HB Køge
- Full name: Herfølge Boldklub Køge
- Nicknames: HBK, Svanerne (The Swans), Herfølge-Køge
- Founded: 1 July 2009; 17 years ago
- Ground: Køge Idrætspark
- Capacity: 8,000 (3,440 seated)
- Owner: Capelli Sport
- Chairman: Søren Storgaard
- Manager: Nicklas Pedersen
- League: Danish 1st Division
- 2025–26: Danish 1st Division, 10th of 12
- Website: www.hbkoge.dk
| Home colours | Away colours | Third colours |

= HB Køge =

Danish football club

HB Køge (/da/) is a professional Danish football club based primarily in the town of Køge and secondly in the town of Herfølge, both in the Køge Municipality, part of 'Region of Zealand', in the eastern part of Zealand, south of Copenhagen. It was created through the merger of Herfølge and Køge Boldklub in 2009.

==History==
The Danish 1st Division club Herfølge and bankrupt club Køge Boldklub decided in March 2009 to merge. The club played their first season as a merged club in the 2009–10 season of the Danish Superliga. The season ended in relegation.

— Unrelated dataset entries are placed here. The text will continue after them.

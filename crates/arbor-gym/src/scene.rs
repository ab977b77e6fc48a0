//! Sample trees for the gym.

use arbor::{
    Align, Core, EventKind, ModalStack, NodeId, Result,
    geom::{Edges, Expanse},
    grid::{Grid, Proportion},
    render::{Color, TextureId},
    testing::Probe,
    widgets::{Image, Panel, ScrollViewer, SplitPane, StackPanel},
};
use clap::ValueEnum;
use tracing::info;

/// A named sample tree.
#[derive(Debug, Clone, Copy, PartialEq, Eq, ValueEnum)]
pub enum Scene {
    /// A three by three grid mixing fixed, auto and fill tracks.
    Grid,
    /// A split pane with a list on the left and a scrolled log on the right.
    Split,
    /// A button behind a modal dialog.
    Dialog,
}

/// Shades used to tell nodes apart in the draw table.
const PALETTE: [Color; 4] = [
    Color::rgb(200, 60, 60),
    Color::rgb(60, 200, 60),
    Color::rgb(60, 60, 200),
    Color::rgb(200, 200, 60),
];

impl Scene {
    /// Build the scene under the root of `core`.
    pub fn build(self, core: &mut Core) -> Result<()> {
        match self {
            Self::Grid => grid(core),
            Self::Split => split(core),
            Self::Dialog => dialog(core),
        }
    }
}

/// Add a probe that logs the pointer events it sees.
fn leaf(core: &mut Core, parent: NodeId, name: &str, probe: Probe) -> Result<NodeId> {
    let id = core.add(probe).id();
    core.attach(parent, id)?;
    core.update_props(id, |p| {
        p.set_identifier(name);
    })?;
    for kind in [EventKind::Click, EventKind::DoubleClick, EventKind::Wheel] {
        let name = name.to_string();
        core.on(id, kind, move |event, _| {
            info!(node = %name, ?event, "event");
            Ok(())
        })?;
    }
    Ok(id)
}

/// Grid scene.
fn grid(core: &mut Core) -> Result<()> {
    let grid = core
        .add(
            Grid::new()
                .with_columns(&[Proportion::Pixels(20), Proportion::Auto, Proportion::Fill])?
                .with_rows(&[Proportion::Auto, Proportion::part(1.0)?, Proportion::part(2.0)?])?
                .with_spacing(1, 1),
        )
        .id();
    core.attach(core.root_id(), grid)?;
    core.update_props(grid, |p| {
        p.set_identifier("grid").set_padding(Edges::all(2));
    })?;
    let cells = (0..3).flat_map(|row| (0..3).map(move |column| (column, row)));
    for (index, (column, row)) in cells.enumerate() {
        let probe = Probe::sized(6 + 2 * index as u32, 3).with_fill(PALETTE[index % PALETTE.len()]);
        let cell = leaf(core, grid, &format!("cell-{column}-{row}"), probe)?;
        core.try_update_props(cell, |p| p.set_grid(column, row))?;
    }
    let badge = core.add(Image::new(TextureId(1), Expanse::new(4, 4))).id();
    core.attach(grid, badge)?;
    core.update_props(badge, |p| {
        p.set_identifier("badge").set_align(Align::End, Align::End);
    })?;
    core.try_update_props(badge, |p| p.set_grid(2, 2))
}

/// Split scene.
fn split(core: &mut Core) -> Result<()> {
    let pane = core
        .add(SplitPane::horizontal().with_proportions(&[0.3, 0.7])?)
        .id();
    core.attach(core.root_id(), pane)?;
    core.update_props(pane, |p| {
        p.set_identifier("split");
    })?;

    let list = core.add(StackPanel::vertical().with_spacing(1)).id();
    core.attach(pane, list)?;
    for i in 0..6 {
        leaf(
            core,
            list,
            &format!("item-{i}"),
            Probe::sized(10, 2).with_focus().with_fill(PALETTE[i % PALETTE.len()]),
        )?;
    }

    let viewer = core.add(ScrollViewer::vertical()).id();
    core.attach(pane, viewer)?;
    core.update_props(viewer, |p| {
        p.set_identifier("log");
    })?;
    let lines = core.add(StackPanel::vertical()).id();
    core.attach(viewer, lines)?;
    for i in 0..40 {
        leaf(
            core,
            lines,
            &format!("line-{i}"),
            Probe::sized(30, 1).with_fill(PALETTE[i % PALETTE.len()]),
        )?;
    }
    Ok(())
}

/// Dialog scene.
fn dialog(core: &mut Core) -> Result<()> {
    let root = core.root_id();
    let button = leaf(core, root, "background", Probe::sized(12, 3).with_focus())?;
    core.update_props(button, |p| {
        p.set_align(Align::Start, Align::Start).set_offset(1, 1);
    })?;

    let dialog = core.add(Panel::with_background(Color::BLACK)).id();
    core.attach(root, dialog)?;
    core.update_props(dialog, |p| {
        p.set_identifier("dialog")
            .set_align(Align::Center, Align::Center)
            .set_padding(Edges::all(1));
    })?;
    core.try_update_props(dialog, |p| p.set_size(30, 8))?;
    let buttons = core.add(StackPanel::horizontal().with_spacing(2)).id();
    core.attach(dialog, buttons)?;
    let ok = leaf(core, buttons, "ok", Probe::sized(8, 3).with_focus().with_fill(PALETTE[1]))?;
    leaf(core, buttons, "cancel", Probe::sized(8, 3).with_focus().with_fill(PALETTE[0]))?;

    core.on(ok, EventKind::Click, move |_, ctx| {
        info!("dialog accepted");
        ctx.pop_modal();
        ctx.core_mut().detach(dialog)
    })?;
    core.on(dialog, EventKind::Cancel, move |_, ctx| {
        info!("dialog cancelled");
        ctx.pop_modal();
        ctx.core_mut().detach(dialog)
    })?;
    core.push_modal(dialog)
}
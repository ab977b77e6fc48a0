use std::marker::PhantomData;

use slotmap::new_key_type;

new_key_type! {
    /// Opaque identifier for a node stored in the Core arena.
    pub struct NodeId;
}

/// Type-safe wrapper around a node identifier tied to a widget type.
///
/// Returned by [`Core::add`](crate::Core::add) so callers can later borrow the
/// concrete widget back with [`Core::widget`](crate::Core::widget).
#[derive(Debug, PartialEq, Eq, Hash)]
pub struct TypedId<T> {
    /// Untyped node identifier.
    id: NodeId,
    /// Marker for the widget type.
    _marker: PhantomData<fn() -> T>,
}

impl<T> TypedId<T> {
    /// Wrap an untyped node identifier.
    pub fn new(id: NodeId) -> Self {
        Self {
            id,
            _marker: PhantomData,
        }
    }

    /// The untyped node identifier.
    pub fn id(&self) -> NodeId {
        self.id
    }
}

impl<T> Clone for TypedId<T> {
    fn clone(&self) -> Self {
        *self
    }
}

impl<T> Copy for TypedId<T> {}

impl<T> From<TypedId<T>> for NodeId {
    fn from(value: TypedId<T>) -> Self {
        value.id
    }
}
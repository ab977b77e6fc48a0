/// Thickness on each side of a rectangle, used for margins and padding.
#[derive(Debug, Clone, Copy, Hash, PartialEq, Eq, Default)]
pub struct Edges {
    /// Left thickness.
    pub left: u32,
    /// Top thickness.
    pub top: u32,
    /// Right thickness.
    pub right: u32,
    /// Bottom thickness.
    pub bottom: u32,
}

impl Edges {
    /// Construct edges from individual sides.
    pub fn new(left: u32, top: u32, right: u32, bottom: u32) -> Self {
        Self {
            left,
            top,
            right,
            bottom,
        }
    }

    /// The same thickness on every side.
    pub fn all(v: u32) -> Self {
        Self::new(v, v, v, v)
    }

    /// Horizontal and vertical thickness.
    pub fn symmetric(h: u32, v: u32) -> Self {
        Self::new(h, v, h, v)
    }

    /// Combined left and right thickness.
    pub fn horizontal(&self) -> u32 {
        self.left.saturating_add(self.right)
    }

    /// Combined top and bottom thickness.
    pub fn vertical(&self) -> u32 {
        self.top.saturating_add(self.bottom)
    }

    /// Is every side zero?
    pub fn is_zero(&self) -> bool {
        *self == Self::default()
    }
}
//! Interval intersection rules used by every scheduling component.

use chrono::{NaiveDate, NaiveTime, Timelike};

/// Half-open interval intersection: `[a_start, a_end)` and `[b_start, b_end)`
/// conflict iff `a_start < b_end && b_start < a_end`. Touching endpoints
/// (one range ends at 10:00, the other starts at 10:00) are not a conflict.
pub fn overlaps<T: PartialOrd>(a_start: T, a_end: T, b_start: T, b_end: T) -> bool {
    a_start < b_end && b_start < a_end
}

/// Common comparison unit for time-of-day values.
pub fn minutes_since_midnight(time: NaiveTime) -> u32 {
    time.hour() * 60 + time.minute()
}

/// Inclusive calendar-date ranges (unavailability windows block every date
/// in `[start, end]`), so touching endpoints do conflict here.
pub fn date_ranges_overlap(
    a_start: NaiveDate,
    a_end: NaiveDate,
    b_start: NaiveDate,
    b_end: NaiveDate,
) -> bool {
    a_start <= b_end && b_start <= a_end
}

pub fn range_contains_date(start: NaiveDate, end: NaiveDate, date: NaiveDate) -> bool {
    start <= date && date <= end
}
//! In-process table primitive backing the reference store implementations.
//! Each table owns its rows and assigns monotonically increasing positive
//! ids. Writers hold the write lock for the whole assign-and-insert window,
//! so readers never observe a half-committed row.

use std::collections::HashMap;
use std::sync::atomic::{AtomicI64, Ordering};

use tokio::sync::RwLock;

pub struct MemoryTable<T> {
    rows: RwLock<HashMap<i64, T>>,
    next_id: AtomicI64,
}

impl<T: Clone + Send + Sync> MemoryTable<T> {
    pub fn new() -> Self {
        Self {
            rows: RwLock::new(HashMap::new()),
            next_id: AtomicI64::new(1),
        }
    }

    /// Insert a row built from its freshly assigned id.
    pub async fn insert_with<F>(&self, build: F) -> T
    where
        F: FnOnce(i64) -> T,
    {
        let mut rows = self.rows.write().await;
        let id = self.next_id.fetch_add(1, Ordering::SeqCst);
        let row = build(id);
        rows.insert(id, row.clone());
        row
    }

    pub async fn get(&self, id: i64) -> Option<T> {
        self.rows.read().await.get(&id).cloned()
    }

    pub async fn all(&self) -> Vec<T> {
        self.rows.read().await.values().cloned().collect()
    }

    pub async fn filter<P>(&self, keep: P) -> Vec<T>
    where
        P: Fn(&T) -> bool,
    {
        self.rows
            .read()
            .await
            .values()
            .filter(|row| keep(row))
            .cloned()
            .collect()
    }

    /// Apply a mutation to the row, returning the updated copy.
    pub async fn update<F>(&self, id: i64, apply: F) -> Option<T>
    where
        F: FnOnce(&mut T),
    {
        let mut rows = self.rows.write().await;
        let row = rows.get_mut(&id)?;
        apply(row);
        Some(row.clone())
    }

    pub async fn remove(&self, id: i64) -> Option<T> {
        self.rows.write().await.remove(&id)
    }
}

impl<T: Clone + Send + Sync> Default for MemoryTable<T> {
    fn default() -> Self {
        Self::new()
    }
}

In the following 1st Division season, they finished second and returned to the Superliga. Following the promotion manager Aurelijus Skarbalius left the club for a job as assistant manager of Brøndby and was replaced by Tommy Møller Nielsen. The club's second appearance in the Danish Superliga ended in another relegation.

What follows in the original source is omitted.